Pharmacia has also committed to submit a study report to FDA providing additional microbiologic and clinical summary information on the development of resistance to linezolid observed during any ongoing clinical trials.

As another Phase IV commitment, FDA has requested Pharmacia submit additional pharmacokinetic data, clinical data and information on the safety of linezolid and its two metabolites in patients with renal insufficiency.

Linezolid metabolites PNU-142300 and PNU-142586 accumulate in patients with renal insufficiency, "with the amount of accumulation increasing with the severity of renal dysfunction," labeling states.

The label notes that the significance of accumulation of the two metabolites has not been determined, and does not recommend dose adjustment for these patients.

FDA found that for one metabolite (PNU-142300), total exposures to Zyvox were "53%, 631% and 3,516% greater in patients with moderate renal impairment, severe renal impairment and anuria, respectively. Exposure to the second metabolite was 68%, 566% and 4,744%, respectively (2 (Also see "Zyvox Dose Adjustments Not Necessary For Renally Impaired Patients - P&U" - Pink Sheet, 3 Apr, 2000.)). The agency reported the figures in an FDA briefing document for the advisory committee meeting.

Zyvox labeling also cautions that linezolid is a reversible, nonselective inhibitor of monoamine oxidase, and has the potential for interaction with adrenergic and serotonergic agents.

The "Precautions" section of linezolid labeling notes that thrombocytopenia has been reported in patients receiving linezolid.
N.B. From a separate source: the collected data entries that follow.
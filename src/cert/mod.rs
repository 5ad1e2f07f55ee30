//! Loaded TLS material: certificate/key pairs and CA bundles.
//!
//! Values in this module are immutable once built. A rotation produces a new
//! value that replaces the old one; the old one is released when its last
//! reader drops it.

use rustls::pki_types::CertificateDer;
use rustls::sign::CertifiedKey;
use rustls::RootCertStore;
use std::sync::Arc;
use time::OffsetDateTime;
use zeroize::Zeroize;

pub mod error;
pub mod loader;
pub(crate) mod parsing;

/// Metadata of the leaf (end-entity) certificate of a chain.
#[derive(Debug, Clone, Eq, PartialEq)]
pub struct LeafMetadata {
    pub(crate) serial_number: String,
    pub(crate) subject: String,
    pub(crate) not_before: OffsetDateTime,
    pub(crate) not_after: OffsetDateTime,
}

impl LeafMetadata {
    /// Returns the serial number in decimal notation.
    pub fn serial_number(&self) -> &str {
        &self.serial_number
    }

    /// Returns the subject distinguished name (RFC 4514 notation).
    pub fn subject(&self) -> &str {
        &self.subject
    }

    /// Returns the start of the validity period.
    pub fn not_before(&self) -> OffsetDateTime {
        self.not_before
    }

    /// Returns the end of the validity period.
    pub fn not_after(&self) -> OffsetDateTime {
        self.not_after
    }
}

/// A DER-encoded private key.
///
/// This type is zeroized on drop.
#[derive(Clone, Eq, PartialEq, Zeroize)]
#[zeroize(drop)]
pub struct PrivateKey(Vec<u8>);

impl PrivateKey {
    pub(crate) fn new(der: &[u8]) -> Self {
        Self(der.to_vec())
    }

    /// Returns the private key bytes.
    pub fn as_bytes(&self) -> &[u8] {
        &self.0
    }
}

impl AsRef<[u8]> for PrivateKey {
    fn as_ref(&self) -> &[u8] {
        &self.0
    }
}

impl std::fmt::Debug for PrivateKey {
    fn fmt(&self, f: &mut std::fmt::Formatter<'_>) -> std::fmt::Result {
        f.debug_struct("PrivateKey")
            .field("len", &self.0.len())
            .finish()
    }
}

/// A certificate chain, its private key and the parsed leaf metadata.
///
/// Created only by [`KeyPairLoader`](loader::KeyPairLoader).
pub struct LoadedCertificate {
    chain: Vec<CertificateDer<'static>>,
    leaf: LeafMetadata,
    private_key: PrivateKey,
    certified_key: Arc<CertifiedKey>,
}

impl LoadedCertificate {
    pub(crate) fn new(
        chain: Vec<CertificateDer<'static>>,
        leaf: LeafMetadata,
        private_key: PrivateKey,
        certified_key: Arc<CertifiedKey>,
    ) -> Self {
        Self {
            chain,
            leaf,
            private_key,
            certified_key,
        }
    }

    /// Returns the certificate chain, leaf first.
    pub fn cert_chain(&self) -> &[CertificateDer<'static>] {
        &self.chain
    }

    /// Returns the leaf certificate.
    pub fn leaf(&self) -> &CertificateDer<'static> {
        // The loader rejects empty chains.
        &self.chain[0]
    }

    /// Returns the parsed leaf metadata.
    pub fn leaf_metadata(&self) -> &LeafMetadata {
        &self.leaf
    }

    /// Returns the private key.
    pub fn private_key(&self) -> &PrivateKey {
        &self.private_key
    }

    /// Returns the chain and signing key in the form rustls consumes.
    pub fn certified_key(&self) -> Arc<CertifiedKey> {
        Arc::clone(&self.certified_key)
    }
}

impl std::fmt::Debug for LoadedCertificate {
    fn fmt(&self, f: &mut std::fmt::Formatter<'_>) -> std::fmt::Result {
        f.debug_struct("LoadedCertificate")
            .field("chain_len", &self.chain.len())
            .field("leaf", &self.leaf)
            .field("private_key", &self.private_key)
            .finish_non_exhaustive()
    }
}

/// A set of trusted CA certificates.
///
/// Created only by [`CaBundleLoader`](loader::CaBundleLoader).
#[derive(Debug)]
pub struct LoadedCaBundle {
    authorities: Vec<CertificateDer<'static>>,
    roots: Arc<RootCertStore>,
}

impl LoadedCaBundle {
    pub(crate) fn new(authorities: Vec<CertificateDer<'static>>, roots: RootCertStore) -> Self {
        Self {
            authorities,
            roots: Arc::new(roots),
        }
    }

    /// Returns the CA certificates as found in the bundle file.
    pub fn authorities(&self) -> &[CertificateDer<'static>] {
        &self.authorities
    }

    /// Returns the trust anchors accepted from the bundle.
    pub fn root_store(&self) -> Arc<RootCertStore> {
        Arc::clone(&self.roots)
    }
}

/// Material whose leaf certificate can be reported to a metrics collector.
pub trait Material: Send + Sync + 'static {
    /// Returns the leaf metadata, if this material has a leaf.
    fn leaf_metadata(&self) -> Option<&LeafMetadata>;
}

impl Material for LoadedCertificate {
    fn leaf_metadata(&self) -> Option<&LeafMetadata> {
        Some(&self.leaf)
    }
}

impl Material for LoadedCaBundle {
    fn leaf_metadata(&self) -> Option<&LeafMetadata> {
        None
    }
}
Labeling recommends monitoring of patients who are at increased risk for bleeding or who have pre-existing thrombocytopenia, and patients "who receive concomitant medications that may decrease platelet count or function, or who may require longer than two weeks of linezolid therapy."

Also among the company's Phase IV commitments is a call to provide additional information on the hematologic effects of linezolid, including definition of risk factors for thrombocytopenia, and in vitro studies to further characterize the effect of linezolid on platelets.

Pharmacia is conducting pediatric clinical trials for Zyvox, and has already received a pediatric written request from the agency. The company anticipates filing for a pediatric indication in the next few years.

The most common side effects reported in clinical studies were headache, nausea, diarrhea and vomiting.

Zyvox is available as an injectable, tablet and oral suspension. The company has touted the equivalent bioavailability of the oral and I.V. formulations of Zyvox for easier administration and switches.

The product is available in 200 mg, 400 mg and 600 mg I.V. bags; 400 mg and 600 mg tablets; and 100 mg powder for oral suspension.

The Zyvox NDA (21-130/131/132) was submitted in October 1999, and reviewed on a six-month priority schedule. The company reports that total development time for the antibiotic was under five years.